● Task
In the data below, find the line that contains "impl std::str::FromStr for" and the line that contains "pub fn round2(value: f64)". Copy both, plus every line between them, exactly.

** Source material follows **

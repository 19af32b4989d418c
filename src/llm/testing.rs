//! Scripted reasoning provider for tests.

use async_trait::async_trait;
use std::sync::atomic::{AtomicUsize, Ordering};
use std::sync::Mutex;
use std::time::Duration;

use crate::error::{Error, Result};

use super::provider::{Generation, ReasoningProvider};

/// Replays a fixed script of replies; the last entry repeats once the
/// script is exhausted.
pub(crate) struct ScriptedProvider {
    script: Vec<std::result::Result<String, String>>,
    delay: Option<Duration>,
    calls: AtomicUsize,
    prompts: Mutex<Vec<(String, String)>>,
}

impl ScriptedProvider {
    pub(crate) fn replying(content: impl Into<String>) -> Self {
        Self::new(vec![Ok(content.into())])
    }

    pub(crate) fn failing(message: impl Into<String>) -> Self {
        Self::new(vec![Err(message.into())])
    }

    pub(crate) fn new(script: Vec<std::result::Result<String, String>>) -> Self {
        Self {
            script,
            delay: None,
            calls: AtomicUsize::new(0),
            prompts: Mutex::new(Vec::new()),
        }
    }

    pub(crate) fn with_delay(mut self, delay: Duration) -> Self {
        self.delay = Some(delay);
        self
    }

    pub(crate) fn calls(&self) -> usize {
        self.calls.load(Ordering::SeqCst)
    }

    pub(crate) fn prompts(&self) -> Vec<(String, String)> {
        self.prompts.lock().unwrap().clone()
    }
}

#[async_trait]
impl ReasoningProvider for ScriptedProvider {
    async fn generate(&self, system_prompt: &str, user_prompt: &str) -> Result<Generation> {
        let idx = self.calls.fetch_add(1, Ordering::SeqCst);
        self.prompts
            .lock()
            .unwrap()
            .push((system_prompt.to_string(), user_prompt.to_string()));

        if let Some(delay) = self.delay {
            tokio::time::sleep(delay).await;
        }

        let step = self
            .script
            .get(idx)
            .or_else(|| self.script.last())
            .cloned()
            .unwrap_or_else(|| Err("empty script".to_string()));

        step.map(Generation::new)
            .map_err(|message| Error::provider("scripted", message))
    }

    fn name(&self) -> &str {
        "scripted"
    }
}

** End of Source material **
** Source material follows **

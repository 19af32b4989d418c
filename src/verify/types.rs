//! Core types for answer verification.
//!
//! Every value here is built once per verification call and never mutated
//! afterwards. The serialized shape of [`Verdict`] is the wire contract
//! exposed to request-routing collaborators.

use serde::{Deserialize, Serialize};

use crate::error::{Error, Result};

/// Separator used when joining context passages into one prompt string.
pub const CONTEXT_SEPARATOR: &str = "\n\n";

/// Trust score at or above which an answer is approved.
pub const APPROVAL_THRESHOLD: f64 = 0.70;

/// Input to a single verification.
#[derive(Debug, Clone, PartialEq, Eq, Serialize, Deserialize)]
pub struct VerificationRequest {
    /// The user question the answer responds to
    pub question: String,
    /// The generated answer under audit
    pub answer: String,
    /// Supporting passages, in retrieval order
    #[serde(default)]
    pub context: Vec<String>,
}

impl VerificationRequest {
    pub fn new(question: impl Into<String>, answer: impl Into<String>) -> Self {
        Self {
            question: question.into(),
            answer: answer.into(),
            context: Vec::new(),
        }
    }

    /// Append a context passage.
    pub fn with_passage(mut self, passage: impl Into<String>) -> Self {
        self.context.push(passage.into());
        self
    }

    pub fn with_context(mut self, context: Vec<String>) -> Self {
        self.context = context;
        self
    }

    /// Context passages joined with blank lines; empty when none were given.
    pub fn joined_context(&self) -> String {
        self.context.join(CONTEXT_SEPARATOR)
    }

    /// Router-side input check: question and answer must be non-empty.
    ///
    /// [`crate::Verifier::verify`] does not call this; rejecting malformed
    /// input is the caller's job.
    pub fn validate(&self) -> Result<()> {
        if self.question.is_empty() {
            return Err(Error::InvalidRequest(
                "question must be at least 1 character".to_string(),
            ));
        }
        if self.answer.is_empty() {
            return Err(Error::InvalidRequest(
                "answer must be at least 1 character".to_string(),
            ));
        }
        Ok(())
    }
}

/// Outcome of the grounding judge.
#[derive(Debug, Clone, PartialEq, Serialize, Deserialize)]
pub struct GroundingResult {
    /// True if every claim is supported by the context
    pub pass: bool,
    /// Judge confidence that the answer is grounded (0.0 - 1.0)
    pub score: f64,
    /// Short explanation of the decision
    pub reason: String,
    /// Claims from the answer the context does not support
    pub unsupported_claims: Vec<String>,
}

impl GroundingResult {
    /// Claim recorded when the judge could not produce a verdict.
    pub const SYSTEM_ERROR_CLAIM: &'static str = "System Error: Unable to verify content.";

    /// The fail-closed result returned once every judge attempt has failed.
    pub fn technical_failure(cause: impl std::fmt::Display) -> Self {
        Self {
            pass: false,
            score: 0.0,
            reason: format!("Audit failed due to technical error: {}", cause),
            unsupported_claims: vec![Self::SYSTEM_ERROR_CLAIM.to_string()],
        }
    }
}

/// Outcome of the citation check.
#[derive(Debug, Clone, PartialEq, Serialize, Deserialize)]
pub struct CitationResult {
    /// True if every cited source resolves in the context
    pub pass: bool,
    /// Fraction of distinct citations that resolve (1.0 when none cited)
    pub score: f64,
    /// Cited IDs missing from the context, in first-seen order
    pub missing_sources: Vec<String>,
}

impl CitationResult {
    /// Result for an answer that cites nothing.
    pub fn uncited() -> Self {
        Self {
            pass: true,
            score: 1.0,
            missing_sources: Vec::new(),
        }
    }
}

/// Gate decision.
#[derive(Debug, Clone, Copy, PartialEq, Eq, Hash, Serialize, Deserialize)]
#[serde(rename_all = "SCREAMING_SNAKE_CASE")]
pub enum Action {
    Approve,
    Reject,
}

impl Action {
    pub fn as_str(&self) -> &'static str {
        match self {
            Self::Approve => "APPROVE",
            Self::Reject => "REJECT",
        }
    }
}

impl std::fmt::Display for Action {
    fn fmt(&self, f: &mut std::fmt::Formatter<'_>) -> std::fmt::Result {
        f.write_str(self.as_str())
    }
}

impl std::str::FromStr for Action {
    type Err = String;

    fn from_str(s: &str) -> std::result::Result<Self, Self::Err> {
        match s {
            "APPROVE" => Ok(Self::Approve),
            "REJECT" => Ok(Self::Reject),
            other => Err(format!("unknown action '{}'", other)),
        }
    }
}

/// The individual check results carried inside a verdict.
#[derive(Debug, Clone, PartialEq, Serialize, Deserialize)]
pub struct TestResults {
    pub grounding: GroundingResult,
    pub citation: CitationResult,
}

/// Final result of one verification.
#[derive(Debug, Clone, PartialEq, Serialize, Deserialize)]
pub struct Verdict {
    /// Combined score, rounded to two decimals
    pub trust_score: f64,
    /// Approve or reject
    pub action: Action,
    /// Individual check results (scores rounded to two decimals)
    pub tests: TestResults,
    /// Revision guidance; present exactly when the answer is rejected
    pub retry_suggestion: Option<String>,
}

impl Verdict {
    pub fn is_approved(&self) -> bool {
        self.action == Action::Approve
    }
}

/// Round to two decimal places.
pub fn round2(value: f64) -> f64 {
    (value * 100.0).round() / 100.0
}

** End of Source material **

● Worked solution
impl std::str::FromStr for Action {
    type Err = String;

    fn from_str(s: &str) -> std::result::Result<Self, Self::Err> {
        match s {
            "APPROVE" => Ok(Self::Approve),
            "REJECT" => Ok(Self::Reject),
            other => Err(format!("unknown action '{}'", other)),
        }
    }
}

/// The individual check results carried inside a verdict.
#[derive(Debug, Clone, PartialEq, Serialize, Deserialize)]
pub struct TestResults {
    pub grounding: GroundingResult,
    pub citation: CitationResult,
}

/// Final result of one verification.
#[derive(Debug, Clone, PartialEq, Serialize, Deserialize)]
pub struct Verdict {
    /// Combined score, rounded to two decimals
    pub trust_score: f64,
    /// Approve or reject
    pub action: Action,
    /// Individual check results (scores rounded to two decimals)
    pub tests: TestResults,
    /// Revision guidance; present exactly when the answer is rejected
    pub retry_suggestion: Option<String>,
}

impl Verdict {
    pub fn is_approved(&self) -> bool {
        self.action == Action::Approve
    }
}

/// Round to two decimal places.
pub fn round2(value: f64) -> f64 {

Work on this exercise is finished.